Go ahead. Say that I'm borrowing trouble. Say that feminism isn't needed any longer, that we're practically equal anyway and that rape isn't really all that much of a problem. Please do. I'd love an excuse to hit someone with my copy of I Never Called It Rape. Because it's getting worse. Not better. Worse. With all our supposed moves forwards, the fact still remains that the incidence of rape has gone up, not down.

And home's not safe either. A quarter of all families will have a child molested by a family member at some point; one million American women endure domestic violence each year. (And those statistics are on the conservative side). Not to mention that again, most rapes are committed by people that the victim knows - and yes, marital rape does count and it is possible to be raped by a boyfriend/crush/ex. Still counts.

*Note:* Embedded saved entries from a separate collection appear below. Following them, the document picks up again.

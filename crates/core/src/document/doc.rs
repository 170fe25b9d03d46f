//! In-memory PDF document: an object table plus trailer.

use super::security::{AccessPermission, EncryptionDictionary, SecurityHandler};
use crate::model::objects::{PDFDict, PDFObjRef, PDFObject, PDFStream};
use crate::{PdfError, Result};
use std::collections::BTreeMap;
use std::fmt;
use std::sync::Arc;

/// Highest object number a conforming file may use (PDF 32000 Annex C).
/// Larger ids are dropped on load.
pub const MAX_OBJECT_ID: u32 = 8_388_607;

/// Reference chains longer than this are treated as broken.
const MAX_RESOLVE_DEPTH: usize = 32;

static NULL: PDFObject = PDFObject::Null;

/// A parsed or freshly built PDF document.
///
/// Objects are keyed by object id; generations are normalized to 0 on
/// load. The trailer keeps only document level keys (`Root`, `Info`,
/// `ID`); `Size`, `Prev` and the xref are recomputed when writing.
#[derive(Clone)]
pub struct Document {
    pub(crate) version: String,
    pub(crate) objects: BTreeMap<u32, PDFObject>,
    pub(crate) trailer: PDFDict,
    pub(crate) security: Option<Arc<dyn SecurityHandler>>,
}

impl fmt::Debug for Document {
    fn fmt(&self, f: &mut fmt::Formatter<'_>) -> fmt::Result {
        f.debug_struct("Document")
            .field("version", &self.version)
            .field("objects", &self.objects.len())
            .field("encrypted", &self.is_encrypted())
            .finish()
    }
}

impl Default for Document {
    fn default() -> Self {
        Self::new()
    }
}

impl Document {
    /// An empty document: a catalog and a page tree with no pages.
    pub fn new() -> Self {
        let mut objects = BTreeMap::new();
        objects.insert(
            1,
            PDFObject::Dict(PDFDict::from([
                ("Type".to_string(), PDFObject::name("Catalog")),
                ("Pages".to_string(), PDFObject::reference(2)),
            ])),
        );
        objects.insert(
            2,
            PDFObject::Dict(PDFDict::from([
                ("Type".to_string(), PDFObject::name("Pages")),
                ("Kids".to_string(), PDFObject::Array(Vec::new())),
                ("Count".to_string(), PDFObject::Int(0)),
            ])),
        );
        Self {
            version: "1.7".into(),
            objects,
            trailer: PDFDict::from([("Root".to_string(), PDFObject::reference(1))]),
            security: None,
        }
    }

    /// Header version, e.g. `"1.7"`.
    pub fn version(&self) -> &str {
        &self.version
    }

    pub fn set_version(&mut self, version: impl Into<String>) {
        self.version = version.into();
    }

    pub fn trailer(&self) -> &PDFDict {
        &self.trailer
    }

    pub fn trailer_mut(&mut self) -> &mut PDFDict {
        &mut self.trailer
    }

    pub fn object_count(&self) -> usize {
        self.objects.len()
    }

    /// Largest object id in use, 0 for an empty table.
    pub fn max_object_id(&self) -> u32 {
        self.objects.keys().next_back().copied().unwrap_or(0)
    }

    pub fn get_object(&self, objid: u32) -> Option<&PDFObject> {
        self.objects.get(&objid)
    }

    pub fn get_object_mut(&mut self, objid: u32) -> Option<&mut PDFObject> {
        self.objects.get_mut(&objid)
    }

    /// Objects in ascending id order.
    pub fn objects(&self) -> impl DoubleEndedIterator<Item = (u32, &PDFObject)> {
        self.objects.iter().map(|(id, obj)| (*id, obj))
    }

    pub fn set_object(&mut self, objid: u32, obj: impl Into<PDFObject>) {
        self.objects.insert(objid, obj.into());
    }

    /// Store `obj` under the next free id.
    pub fn add_object(&mut self, obj: impl Into<PDFObject>) -> PDFObjRef {
        let objid = self.max_object_id() + 1;
        self.objects.insert(objid, obj.into());
        PDFObjRef::new(objid, 0)
    }

    pub fn remove_object(&mut self, objid: u32) -> Option<PDFObject> {
        self.objects.remove(&objid)
    }

    /// Follow references until a direct object. Dangling references
    /// resolve to `Null`.
    pub fn resolve<'a>(&'a self, obj: &'a PDFObject) -> &'a PDFObject {
        let mut current = obj;
        for _ in 0..MAX_RESOLVE_DEPTH {
            match current {
                PDFObject::Ref(r) => match self.objects.get(&r.objid) {
                    Some(next) => current = next,
                    None => return &NULL,
                },
                other => return other,
            }
        }
        &NULL
    }

    /// Resolve `key` of `dict`.
    pub fn resolve_key<'a>(&'a self, dict: &'a PDFDict, key: &str) -> Option<&'a PDFObject> {
        match dict.get(key).map(|v| self.resolve(v)) {
            None | Some(PDFObject::Null) => None,
            some => some,
        }
    }

    /// Resolve a stream's payload through its non-image filters.
    pub fn decode_stream(&self, stream: &PDFStream) -> Result<Vec<u8>> {
        stream.decode()
    }

    /// Object id of the document catalog.
    pub fn root_id(&self) -> Result<u32> {
        match self.trailer.get("Root") {
            Some(PDFObject::Ref(r)) => Ok(r.objid),
            _ => Err(PdfError::MalformedDocument(
                "trailer has no /Root reference".into(),
            )),
        }
    }

    /// The document catalog dictionary.
    pub fn catalog(&self) -> Result<&PDFDict> {
        let objid = self.root_id()?;
        self.objects
            .get(&objid)
            .ok_or(PdfError::ObjectNotFound(objid))?
            .as_dict()
            .map_err(|_| PdfError::MalformedDocument("catalog is not a dictionary".into()))
    }

    /// Object id of the root page tree node.
    pub fn pages_root_id(&self) -> Result<u32> {
        match self.catalog()?.get("Pages") {
            Some(PDFObject::Ref(r)) => Ok(r.objid),
            _ => Err(PdfError::MalformedDocument(
                "catalog has no /Pages reference".into(),
            )),
        }
    }

    /// `/Info` dictionary, if present.
    pub fn info_dict(&self) -> Option<&PDFDict> {
        self.resolve_key(&self.trailer, "Info")
            .and_then(|o| o.as_dict().ok())
    }

    /// First element of the trailer `/ID` array.
    pub fn file_id(&self) -> Option<&[u8]> {
        self.trailer
            .get("ID")
            .and_then(|id| id.as_array().ok())
            .and_then(|arr| arr.first())
            .and_then(|first| first.as_string().ok())
    }

    /// True while an encryption dictionary is attached.
    pub fn is_encrypted(&self) -> bool {
        self.security.is_some()
    }

    pub fn encryption(&self) -> Option<&EncryptionDictionary> {
        self.security.as_deref().map(|h| h.dictionary())
    }

    /// Granted permissions; unencrypted documents allow everything.
    pub fn permissions(&self) -> AccessPermission {
        self.encryption()
            .map_or_else(AccessPermission::all, EncryptionDictionary::permissions)
    }

    pub(crate) fn security_handler(&self) -> Option<&Arc<dyn SecurityHandler>> {
        self.security.as_ref()
    }

    /// Summary used by `info` style inspection.
    pub fn info(&self) -> Result<DocumentInfo> {
        let pages = self.pages()?;
        let text = |key: &str| {
            self.info_dict()
                .and_then(|info| self.resolve_key(info, key))
                .and_then(|v| v.as_string().ok())
                .map(decode_text_string)
        };
        Ok(DocumentInfo {
            version: self.version.clone(),
            page_count: pages.len(),
            encryption: self.encryption().map(EncryptionDictionary::algorithm),
            permissions: self.permissions(),
            title: text("Title"),
            author: text("Author"),
            producer: text("Producer"),
            page_sizes: pages.iter().map(|p| p.size()).collect(),
        })
    }
}

/// Document level facts reported by [`Document::info`].
#[derive(Debug, Clone, PartialEq)]
#[cfg_attr(feature = "serde", derive(serde::Serialize))]
pub struct DocumentInfo {
    pub version: String,
    pub page_count: usize,
    /// Encryption algorithm, `None` when unencrypted.
    pub encryption: Option<String>,
    pub permissions: AccessPermission,
    pub title: Option<String>,
    pub author: Option<String>,
    pub producer: Option<String>,
    /// Displayed page sizes in points, rotation applied.
    pub page_sizes: Vec<(f64, f64)>,
}

/// Decode a PDF text string: UTF-16BE with BOM, UTF-8 with BOM, else Latin-1.
pub fn decode_text_string(bytes: &[u8]) -> String {
    if let Some(rest) = bytes.strip_prefix(&[0xFE, 0xFF]) {
        let units: Vec<u16> = rest
            .chunks_exact(2)
            .map(|c| u16::from_be_bytes([c[0], c[1]]))
            .collect();
        return String::from_utf16_lossy(&units);
    }
    if let Some(rest) = bytes.strip_prefix(&[0xEF, 0xBB, 0xBF]) {
        return String::from_utf8_lossy(rest).into_owned();
    }
    bytes.iter().map(|&b| char::from(b)).collect()
}

#[cfg(test)]
mod tests {
    use super::*;

    #[test]
    fn new_document_has_empty_page_tree() {
        let doc = Document::new();
        assert_eq!(doc.root_id().unwrap(), 1);
        assert_eq!(doc.pages_root_id().unwrap(), 2);
        assert_eq!(doc.page_count(), 0);
        assert!(!doc.is_encrypted());
        assert_eq!(doc.permissions(), AccessPermission::all());
    }

    #[test]
    fn add_object_uses_next_id() {
        let mut doc = Document::new();
        let r = doc.add_object(PDFObject::Int(5));
        assert_eq!(r.objid, 3);
        assert_eq!(doc.max_object_id(), 3);
    }

    #[test]
    fn resolve_follows_chains_and_dangling_refs() {
        let mut doc = Document::new();
        doc.set_object(10, PDFObject::reference(11));
        doc.set_object(11, PDFObject::Int(42));
        doc.set_object(12, PDFObject::reference(12));
        assert_eq!(doc.resolve(&PDFObject::reference(10)), &PDFObject::Int(42));
        assert_eq!(doc.resolve(&PDFObject::reference(99)), &PDFObject::Null);
        assert_eq!(doc.resolve(&PDFObject::reference(12)), &PDFObject::Null);
    }

    #[test]
    fn text_strings_decode_utf16_and_latin1() {
        assert_eq!(decode_text_string(b"\xFE\xFF\x00H\x00i"), "Hi");
        assert_eq!(decode_text_string(b"caf\xE9"), "café");
    }
}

If you say no, if you don't want it, it's rape.

That simple.

It doesn't matter who you've slept with before, it doesn't matter what you were doing when you said stop. It doesn't matter what you were wearing, what you drank, or how badly s/he wants you. If you don't want it, then it's your body and ultimately, your choice. When someone rapes you, they take that choice away from you. They don't make up your mind for you; a person's default is not 'yes'. They simply remove your chance to say 'no' by refusing to acknowledge it.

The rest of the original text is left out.